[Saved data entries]

BEGIN

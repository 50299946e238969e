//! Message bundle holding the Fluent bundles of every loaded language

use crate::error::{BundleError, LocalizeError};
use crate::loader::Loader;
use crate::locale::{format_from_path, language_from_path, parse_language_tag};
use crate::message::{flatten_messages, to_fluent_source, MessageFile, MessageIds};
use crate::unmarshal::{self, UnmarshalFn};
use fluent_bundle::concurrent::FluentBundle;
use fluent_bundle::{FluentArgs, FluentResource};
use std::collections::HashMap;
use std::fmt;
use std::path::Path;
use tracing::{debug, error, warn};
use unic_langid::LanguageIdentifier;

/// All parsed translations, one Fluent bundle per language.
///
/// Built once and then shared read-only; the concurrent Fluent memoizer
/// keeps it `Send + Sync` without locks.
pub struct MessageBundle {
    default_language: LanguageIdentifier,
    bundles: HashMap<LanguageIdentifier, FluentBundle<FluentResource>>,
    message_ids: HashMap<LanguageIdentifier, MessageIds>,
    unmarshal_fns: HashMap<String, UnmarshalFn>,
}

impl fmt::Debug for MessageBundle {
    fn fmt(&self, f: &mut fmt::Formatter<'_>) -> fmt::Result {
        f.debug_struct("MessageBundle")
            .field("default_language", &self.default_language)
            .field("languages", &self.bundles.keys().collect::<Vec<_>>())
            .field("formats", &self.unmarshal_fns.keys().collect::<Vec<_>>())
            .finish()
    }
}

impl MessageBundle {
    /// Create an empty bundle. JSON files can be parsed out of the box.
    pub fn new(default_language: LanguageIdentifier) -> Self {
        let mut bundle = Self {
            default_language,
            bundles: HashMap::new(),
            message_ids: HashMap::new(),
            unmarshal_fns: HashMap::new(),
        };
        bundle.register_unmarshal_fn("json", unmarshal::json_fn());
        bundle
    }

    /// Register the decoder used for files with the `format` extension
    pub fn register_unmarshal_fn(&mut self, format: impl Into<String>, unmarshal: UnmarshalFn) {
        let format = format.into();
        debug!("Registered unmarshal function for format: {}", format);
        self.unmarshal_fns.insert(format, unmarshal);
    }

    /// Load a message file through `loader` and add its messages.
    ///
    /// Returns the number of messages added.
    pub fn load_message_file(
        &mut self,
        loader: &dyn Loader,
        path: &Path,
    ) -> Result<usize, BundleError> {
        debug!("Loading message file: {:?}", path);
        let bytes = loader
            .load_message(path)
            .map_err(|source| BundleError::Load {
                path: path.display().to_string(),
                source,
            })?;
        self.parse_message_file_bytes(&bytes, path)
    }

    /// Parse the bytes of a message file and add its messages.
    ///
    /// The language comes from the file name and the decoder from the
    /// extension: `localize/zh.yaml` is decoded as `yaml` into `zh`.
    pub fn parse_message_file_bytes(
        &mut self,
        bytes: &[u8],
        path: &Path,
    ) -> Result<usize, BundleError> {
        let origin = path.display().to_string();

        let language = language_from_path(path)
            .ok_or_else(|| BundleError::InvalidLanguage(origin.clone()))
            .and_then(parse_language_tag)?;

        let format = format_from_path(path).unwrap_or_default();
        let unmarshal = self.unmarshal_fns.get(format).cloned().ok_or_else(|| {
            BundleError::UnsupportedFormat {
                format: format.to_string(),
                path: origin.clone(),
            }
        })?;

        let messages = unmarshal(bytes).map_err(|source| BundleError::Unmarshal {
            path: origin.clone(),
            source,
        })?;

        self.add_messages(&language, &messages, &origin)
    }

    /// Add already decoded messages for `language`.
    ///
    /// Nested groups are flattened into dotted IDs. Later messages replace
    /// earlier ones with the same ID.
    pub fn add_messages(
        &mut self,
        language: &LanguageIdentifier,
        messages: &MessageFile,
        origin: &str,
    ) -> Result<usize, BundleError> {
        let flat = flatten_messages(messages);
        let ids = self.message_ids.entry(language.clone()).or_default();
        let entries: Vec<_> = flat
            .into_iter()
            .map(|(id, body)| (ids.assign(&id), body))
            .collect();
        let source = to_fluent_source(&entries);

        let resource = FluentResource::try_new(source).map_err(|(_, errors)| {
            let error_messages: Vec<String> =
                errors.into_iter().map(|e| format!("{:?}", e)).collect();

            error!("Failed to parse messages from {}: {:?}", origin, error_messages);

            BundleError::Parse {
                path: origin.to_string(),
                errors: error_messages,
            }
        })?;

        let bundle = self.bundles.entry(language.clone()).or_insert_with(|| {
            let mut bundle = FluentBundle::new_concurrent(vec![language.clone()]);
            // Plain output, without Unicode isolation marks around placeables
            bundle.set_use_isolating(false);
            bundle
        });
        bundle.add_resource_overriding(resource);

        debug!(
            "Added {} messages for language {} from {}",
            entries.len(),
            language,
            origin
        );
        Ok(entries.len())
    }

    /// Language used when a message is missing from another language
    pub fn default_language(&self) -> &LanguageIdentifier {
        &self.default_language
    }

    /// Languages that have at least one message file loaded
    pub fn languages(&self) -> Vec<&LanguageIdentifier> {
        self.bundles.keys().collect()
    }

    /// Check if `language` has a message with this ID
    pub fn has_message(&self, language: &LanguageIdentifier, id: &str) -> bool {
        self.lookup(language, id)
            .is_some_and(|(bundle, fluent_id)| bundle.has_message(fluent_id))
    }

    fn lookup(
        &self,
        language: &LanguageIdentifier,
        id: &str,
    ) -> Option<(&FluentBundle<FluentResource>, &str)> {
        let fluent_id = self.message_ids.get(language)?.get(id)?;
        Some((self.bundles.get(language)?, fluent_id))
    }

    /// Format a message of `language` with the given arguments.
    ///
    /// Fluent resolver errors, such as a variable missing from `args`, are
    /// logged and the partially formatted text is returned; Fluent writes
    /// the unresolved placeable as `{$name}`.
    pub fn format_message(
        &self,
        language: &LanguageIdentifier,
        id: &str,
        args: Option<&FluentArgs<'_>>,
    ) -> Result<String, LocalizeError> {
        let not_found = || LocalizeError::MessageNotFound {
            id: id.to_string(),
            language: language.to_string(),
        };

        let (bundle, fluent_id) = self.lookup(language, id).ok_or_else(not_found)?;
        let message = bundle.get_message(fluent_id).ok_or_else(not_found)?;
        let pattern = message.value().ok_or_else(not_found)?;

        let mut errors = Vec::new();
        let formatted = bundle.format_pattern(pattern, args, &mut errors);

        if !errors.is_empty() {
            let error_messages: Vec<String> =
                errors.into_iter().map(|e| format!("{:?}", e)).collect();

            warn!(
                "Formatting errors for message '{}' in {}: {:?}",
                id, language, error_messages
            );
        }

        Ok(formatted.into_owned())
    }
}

END

Check the entries above line by line and return each one containing the word "impl".

## [Output below]
impl fmt::Debug for MessageBundle {
impl MessageBundle {
    pub fn register_unmarshal_fn(&mut self, format: impl Into<String>, unmarshal: UnmarshalFn) {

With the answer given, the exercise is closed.